[Opening SUPPLIED MATERIAL section]
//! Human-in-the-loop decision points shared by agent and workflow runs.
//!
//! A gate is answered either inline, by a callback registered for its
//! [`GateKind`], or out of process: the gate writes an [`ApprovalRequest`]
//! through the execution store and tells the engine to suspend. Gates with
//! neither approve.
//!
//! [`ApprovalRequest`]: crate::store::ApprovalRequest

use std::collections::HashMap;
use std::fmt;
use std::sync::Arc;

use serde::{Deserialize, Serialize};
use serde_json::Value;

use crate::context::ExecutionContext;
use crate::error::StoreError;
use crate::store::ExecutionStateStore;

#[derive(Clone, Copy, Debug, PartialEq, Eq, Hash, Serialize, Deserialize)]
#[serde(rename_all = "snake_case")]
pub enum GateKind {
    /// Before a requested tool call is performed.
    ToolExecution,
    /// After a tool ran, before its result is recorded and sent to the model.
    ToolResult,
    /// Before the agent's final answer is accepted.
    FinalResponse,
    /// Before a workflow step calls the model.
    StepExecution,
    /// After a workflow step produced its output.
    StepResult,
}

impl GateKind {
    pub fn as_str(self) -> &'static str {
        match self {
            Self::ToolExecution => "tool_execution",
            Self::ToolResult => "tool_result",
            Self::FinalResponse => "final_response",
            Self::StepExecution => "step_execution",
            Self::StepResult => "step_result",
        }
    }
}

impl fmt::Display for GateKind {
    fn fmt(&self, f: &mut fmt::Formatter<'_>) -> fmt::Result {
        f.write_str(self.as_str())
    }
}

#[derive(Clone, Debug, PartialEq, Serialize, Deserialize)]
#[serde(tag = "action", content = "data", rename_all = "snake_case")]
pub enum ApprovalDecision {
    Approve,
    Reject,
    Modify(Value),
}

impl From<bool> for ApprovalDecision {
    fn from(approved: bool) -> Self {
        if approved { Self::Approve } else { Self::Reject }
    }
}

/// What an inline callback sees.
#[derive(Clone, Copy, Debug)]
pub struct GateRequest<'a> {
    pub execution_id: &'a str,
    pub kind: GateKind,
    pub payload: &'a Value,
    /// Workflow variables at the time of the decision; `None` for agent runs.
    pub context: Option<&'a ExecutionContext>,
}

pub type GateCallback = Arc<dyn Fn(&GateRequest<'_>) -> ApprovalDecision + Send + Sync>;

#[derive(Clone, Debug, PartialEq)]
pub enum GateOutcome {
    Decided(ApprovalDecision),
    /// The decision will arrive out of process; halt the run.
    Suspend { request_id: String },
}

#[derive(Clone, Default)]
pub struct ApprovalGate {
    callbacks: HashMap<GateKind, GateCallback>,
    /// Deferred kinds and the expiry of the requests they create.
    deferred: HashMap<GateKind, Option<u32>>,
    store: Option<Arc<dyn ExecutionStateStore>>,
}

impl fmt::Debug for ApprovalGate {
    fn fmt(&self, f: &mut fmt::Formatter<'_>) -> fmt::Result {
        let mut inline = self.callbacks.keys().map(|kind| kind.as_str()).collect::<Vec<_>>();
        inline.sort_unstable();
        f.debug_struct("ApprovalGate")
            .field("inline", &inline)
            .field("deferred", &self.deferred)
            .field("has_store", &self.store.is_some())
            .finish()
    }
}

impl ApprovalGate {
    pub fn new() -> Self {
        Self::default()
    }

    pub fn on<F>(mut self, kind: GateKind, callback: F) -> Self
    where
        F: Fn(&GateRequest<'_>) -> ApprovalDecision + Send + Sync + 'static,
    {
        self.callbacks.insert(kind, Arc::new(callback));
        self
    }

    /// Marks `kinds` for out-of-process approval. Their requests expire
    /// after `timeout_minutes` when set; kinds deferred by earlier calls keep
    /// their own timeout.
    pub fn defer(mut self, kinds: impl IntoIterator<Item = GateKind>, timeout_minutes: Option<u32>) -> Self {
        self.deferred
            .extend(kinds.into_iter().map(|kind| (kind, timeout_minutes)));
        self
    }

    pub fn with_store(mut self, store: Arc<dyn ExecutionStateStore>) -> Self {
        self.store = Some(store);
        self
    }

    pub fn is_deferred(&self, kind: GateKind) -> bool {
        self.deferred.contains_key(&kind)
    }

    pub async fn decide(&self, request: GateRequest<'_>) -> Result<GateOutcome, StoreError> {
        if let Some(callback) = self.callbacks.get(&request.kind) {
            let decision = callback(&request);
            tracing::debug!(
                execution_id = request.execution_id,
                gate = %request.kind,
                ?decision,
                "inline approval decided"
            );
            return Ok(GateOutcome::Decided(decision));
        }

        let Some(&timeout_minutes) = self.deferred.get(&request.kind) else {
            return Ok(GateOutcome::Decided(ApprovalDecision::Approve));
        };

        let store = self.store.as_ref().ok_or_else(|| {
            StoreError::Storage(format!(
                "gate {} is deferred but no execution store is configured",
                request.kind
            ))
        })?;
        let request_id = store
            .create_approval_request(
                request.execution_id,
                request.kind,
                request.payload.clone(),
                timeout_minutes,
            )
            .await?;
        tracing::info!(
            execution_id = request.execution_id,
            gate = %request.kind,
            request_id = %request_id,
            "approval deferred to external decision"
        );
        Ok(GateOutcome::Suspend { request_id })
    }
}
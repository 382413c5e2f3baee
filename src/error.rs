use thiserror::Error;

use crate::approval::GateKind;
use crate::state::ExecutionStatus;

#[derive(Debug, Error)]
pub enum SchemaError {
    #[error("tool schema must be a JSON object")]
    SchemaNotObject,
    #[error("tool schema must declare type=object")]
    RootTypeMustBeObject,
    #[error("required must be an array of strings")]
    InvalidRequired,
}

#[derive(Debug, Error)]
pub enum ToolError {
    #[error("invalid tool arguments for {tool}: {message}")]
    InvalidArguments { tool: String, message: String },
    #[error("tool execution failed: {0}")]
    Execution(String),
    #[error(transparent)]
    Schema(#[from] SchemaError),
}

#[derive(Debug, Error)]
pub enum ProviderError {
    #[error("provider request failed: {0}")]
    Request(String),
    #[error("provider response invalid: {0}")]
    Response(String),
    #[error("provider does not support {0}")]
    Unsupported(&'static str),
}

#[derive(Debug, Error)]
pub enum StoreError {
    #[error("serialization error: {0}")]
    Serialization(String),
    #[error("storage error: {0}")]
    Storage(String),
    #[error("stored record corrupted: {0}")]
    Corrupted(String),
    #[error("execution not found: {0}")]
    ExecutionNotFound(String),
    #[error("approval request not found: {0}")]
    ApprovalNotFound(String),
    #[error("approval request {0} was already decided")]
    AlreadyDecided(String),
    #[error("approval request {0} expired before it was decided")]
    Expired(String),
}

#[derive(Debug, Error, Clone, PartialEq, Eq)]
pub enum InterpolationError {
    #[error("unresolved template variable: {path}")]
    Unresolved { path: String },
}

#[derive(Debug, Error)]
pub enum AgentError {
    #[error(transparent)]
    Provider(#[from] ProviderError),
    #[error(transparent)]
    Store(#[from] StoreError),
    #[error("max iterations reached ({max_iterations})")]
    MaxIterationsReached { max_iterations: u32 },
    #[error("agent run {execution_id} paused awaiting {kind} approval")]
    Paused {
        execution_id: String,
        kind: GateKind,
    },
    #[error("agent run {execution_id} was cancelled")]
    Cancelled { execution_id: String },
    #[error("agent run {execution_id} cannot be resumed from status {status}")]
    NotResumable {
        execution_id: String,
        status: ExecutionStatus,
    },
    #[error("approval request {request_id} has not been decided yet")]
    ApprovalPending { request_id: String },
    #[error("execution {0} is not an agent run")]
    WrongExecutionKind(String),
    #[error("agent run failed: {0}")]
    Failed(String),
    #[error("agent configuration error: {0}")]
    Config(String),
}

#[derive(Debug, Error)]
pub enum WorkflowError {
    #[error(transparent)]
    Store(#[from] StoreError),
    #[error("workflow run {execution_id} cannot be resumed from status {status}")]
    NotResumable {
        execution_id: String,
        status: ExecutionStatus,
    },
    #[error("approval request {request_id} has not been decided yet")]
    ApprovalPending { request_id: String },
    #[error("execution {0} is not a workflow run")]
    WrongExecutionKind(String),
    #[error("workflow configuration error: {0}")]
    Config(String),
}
[Closing SUPPLIED MATERIAL section]
> **YOUR TASK**:
The answer must consist of every line from the entries above that contains "resumed".

> **PROBLEM SOLUTION**:
    #[error("agent run {execution_id} cannot be resumed from status {status}")]
    #[error("workflow run {execution_id} cannot be resumed from status {status}")]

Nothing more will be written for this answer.